## [ABOUT THIS TASK]
Provide the count of lines below that include the word "SEQUENCE", without any accompanying remarks.

Segment Open

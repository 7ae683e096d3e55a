//! Black-box integration tests for OQL
//!
//! These tests exercise the full tokenize → parse → translate pipeline.

use oql::ast::{ConditionNode, Logic, Query};
use oql::registry::{Group, Registry, WordClass};
use oql::{BackendArtifact, OqlError, Target, TenantContext, run};
use serde_json::{Value, json};

fn ctx() -> TenantContext {
    TenantContext::default()
}

fn sql(text: &str, target: Target) -> String {
    match run(text, target, &ctx(), &Registry::new()).unwrap() {
        BackendArtifact::Relational { sql, .. } => sql,
        other => panic!("expected relational artifact, got {other:?}"),
    }
}

fn stages(text: &str) -> Vec<Value> {
    match run(text, Target::Mongo, &ctx(), &Registry::new()).unwrap() {
        BackendArtifact::DocumentPipeline { stages, .. } => stages,
        other => panic!("expected pipeline artifact, got {other:?}"),
    }
}

// ============ Registry classification ============

#[test]
fn classification_is_idempotent() {
    let reg = Registry::new();
    for keyword in ["GET", "CREATE TABLE", "SAVEPOINT", "GRANT", "UPDATE"] {
        let group = reg.operation(keyword).unwrap().group();
        for _ in 0..10 {
            assert_eq!(reg.operation(keyword).unwrap().group(), group);
        }
    }
    assert_eq!(reg.classify("WHERE"), WordClass::Clause);
    assert_eq!(reg.classify("WHERE"), WordClass::Clause);
}

#[test]
fn every_statement_family_dispatches() {
    let reg = Registry::new();
    let cases = [
        ("GET User", Group::Dql),
        ("CREATE User name = 'Ada'", Group::Crud),
        ("CREATE TABLE User id:int", Group::Ddl),
        ("COMMIT", Group::Tcl),
        ("GRANT SELECT ON User TO alice", Group::Dcl),
    ];
    for (text, family) in cases {
        let query = oql::parse(text, &reg).unwrap();
        assert_eq!(query.family(), family, "{text}");
    }
}

// ============ Round-trip and condition invariants ============

#[test]
fn flat_condition_round_trips_through_display() {
    let reg = Registry::new();
    for (text, rendered) in [
        ("GET User WHERE age = 25", "age = 25"),
        ("GET User WHERE name = 'Ada'", "name = 'Ada'"),
        ("GET User WHERE name = 'café'", "name = 'café'"),
        ("GET User WHERE active = true", "active = true"),
    ] {
        let Query::Select(q) = oql::parse(text, &reg).unwrap() else {
            panic!("expected select");
        };
        assert_eq!(q.conditions[0].to_string(), rendered);
    }
}

#[test]
fn logic_tags_reflect_source_conjunctions() {
    let reg = Registry::new();
    let Query::Select(q) =
        oql::parse("GET User WHERE a = 1 OR b = 2 AND c = 3 OR d = 4", &reg).unwrap()
    else {
        panic!("expected select");
    };
    let logics: Vec<Logic> = q.conditions.iter().map(|c| c.logic).collect();
    assert_eq!(logics, vec![Logic::None, Logic::Or, Logic::And, Logic::Or]);
}

#[test]
fn between_and_in_shapes() {
    let reg = Registry::new();
    let Query::Select(q) = oql::parse(
        "GET User WHERE age BETWEEN 18 AND 65 AND status IN (active, pending)",
        &reg,
    )
    .unwrap() else {
        panic!("expected select");
    };

    let ConditionNode::Compare(between) = &q.conditions[0].node else {
        panic!("expected leaf");
    };
    assert_eq!(between.value.as_ref().unwrap().to_string(), "18");
    assert_eq!(between.value2.as_ref().unwrap().to_string(), "65");

    let ConditionNode::Compare(within) = &q.conditions[1].node else {
        panic!("expected leaf");
    };
    assert_eq!(within.values.len(), 2);
}

#[test]
fn mismatched_parens_never_produce_a_partial_tree() {
    let reg = Registry::new();
    for text in [
        "GET User WHERE (a = 1 OR b = 2",
        "GET User WHERE a = 1) AND b = 2",
        "(GET User UNION (GET Admin)",
    ] {
        assert!(
            matches!(oql::parse(text, &reg), Err(OqlError::Parse(_))),
            "{text}"
        );
    }
}

#[test]
fn nesting_depth_is_bounded() {
    let reg = Registry::new();
    let nested = |n: usize| format!("GET User WHERE {}a = 1{}", "(".repeat(n), ")".repeat(n));

    assert!(oql::parse(&nested(31), &reg).is_ok());

    let err = oql::parse(&nested(33), &reg).unwrap_err();
    assert!(err.to_string().contains("nesting deeper than 32"), "{err}");
}

// ============ End-to-end scenarios ============

#[test]
fn relational_end_to_end() {
    assert_eq!(
        sql(
            "GET User WHERE age > 25 AND status = 'active' ORDER BY name DESC LIMIT 10",
            Target::Postgres
        ),
        "SELECT * FROM users WHERE age > 25 AND status = 'active' ORDER BY name DESC LIMIT 10"
    );
}

#[test]
fn pipeline_end_to_end() {
    assert_eq!(
        stages("GET User WHERE age > 25 AND status = 'active' ORDER BY name DESC LIMIT 10"),
        vec![
            json!({ "$match": { "age": { "$gt": 25 }, "status": "active" } }),
            json!({ "$sort": { "name": -1 } }),
            json!({ "$limit": 10 }),
        ]
    );
}

#[test]
fn boolean_fold_permutations() {
    assert_eq!(
        stages("GET U WHERE a = 1 OR b = 2 AND c = 3")[0],
        json!({ "$match": { "$or": [ { "a": 1 }, { "$and": [ { "b": 2 }, { "c": 3 } ] } ] } })
    );
    assert_eq!(
        stages("GET U WHERE a = 1 AND b = 2 OR c = 3")[0],
        json!({ "$match": { "$or": [ { "$and": [ { "a": 1 }, { "b": 2 } ] }, { "c": 3 } ] } })
    );
    assert_eq!(
        stages("GET U WHERE a = 1 OR b = 2 OR c = 3 AND d = 4")[0],
        json!({ "$match": { "$or": [
            { "a": 1 },
            { "b": 2 },
            { "$and": [ { "c": 3 }, { "d": 4 } ] },
        ] } })
    );
}

#[test]
fn one_statement_translates_for_every_backend() {
    let reg = Registry::new();
    let query = oql::parse("UPDATE User age = 37 WHERE id = 9", &reg).unwrap();

    let relational = oql::translate(&query, Target::Mysql, &ctx(), &reg).unwrap();
    assert_eq!(
        relational,
        BackendArtifact::Relational {
            sql: "UPDATE users SET age = 37 WHERE id = 9".to_string(),
            expects_rows: false,
        }
    );

    let BackendArtifact::DocumentPipeline { operation, .. } =
        oql::translate(&query, Target::Mongo, &ctx(), &reg).unwrap()
    else {
        panic!("expected pipeline artifact");
    };
    assert_eq!(operation, "updateMany");

    let BackendArtifact::KeyValue { command, key, .. } =
        oql::translate(&query, Target::Redis, &ctx(), &reg).unwrap()
    else {
        panic!("expected key-value artifact");
    };
    assert_eq!(command, "HSET");
    assert_eq!(key, "users:9");
}

#[test]
fn unsupported_operations_name_the_offender() {
    let reg = Registry::new();
    let query = oql::parse("SAVEPOINT before_update", &reg).unwrap();
    let err = oql::translate(&query, Target::Redis, &ctx(), &reg).unwrap_err();
    assert!(err.to_string().contains("SAVEPOINT"), "{err}");

    let query = oql::parse("CREATE SEQUENCE ids start:1", &reg).unwrap();
    let err = oql::translate(&query, Target::Sqlite, &ctx(), &reg).unwrap_err();
    assert!(err.to_string().contains("CREATE SEQUENCE"), "{err}");
}

#[test]
fn failed_translation_leaves_the_ast_reusable() {
    let reg = Registry::new();
    let query = oql::parse("SAVEPOINT sp1", &reg).unwrap();
    assert!(oql::translate(&query, Target::Redis, &ctx(), &reg).is_err());
    assert_eq!(
        oql::translate(&query, Target::Postgres, &ctx(), &reg).unwrap(),
        BackendArtifact::Relational {
            sql: "SAVEPOINT sp1".to_string(),
            expects_rows: false,
        }
    );
}

#[test]
fn typo_suggestions_surface_in_errors() {
    let reg = Registry::new();
    let err = oql::parse("GET User WHRE age > 25", &reg).unwrap_err();
    assert!(err.to_string().contains("Did you mean 'WHERE'"), "{err}");
}

#[test]
fn nested_view_and_set_operation() {
    assert_eq!(
        sql(
            "CREATE VIEW active_names AS (GET User WHERE active = true) UNION (GET Admin)",
            Target::Postgres
        ),
        "CREATE VIEW active_names AS \
         SELECT * FROM users WHERE active = true UNION SELECT * FROM admins"
    );
}

#[test]
fn tenancy_flows_through_every_backend() {
    let tenant = TenantContext {
        schema: Some("acme".to_string()),
        key_prefix: Some("acme".to_string()),
    };
    let reg = Registry::new();

    let query = oql::parse("GET User WHERE id = 5", &reg).unwrap();
    let BackendArtifact::Relational { sql, .. } =
        oql::translate(&query, Target::Postgres, &tenant, &reg).unwrap()
    else {
        panic!("expected relational artifact");
    };
    assert_eq!(sql, "SELECT * FROM acme.users WHERE id = 5");

    let BackendArtifact::DocumentPipeline { collection, .. } =
        oql::translate(&query, Target::Mongo, &tenant, &reg).unwrap()
    else {
        panic!("expected pipeline artifact");
    };
    assert_eq!(collection, "acme_users");

    let BackendArtifact::KeyValue { key, .. } =
        oql::translate(&query, Target::Redis, &tenant, &reg).unwrap()
    else {
        panic!("expected key-value artifact");
    };
    assert_eq!(key, "acme:users:5");
}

Segment Closed

## [EXPECTED OUTPUT]
2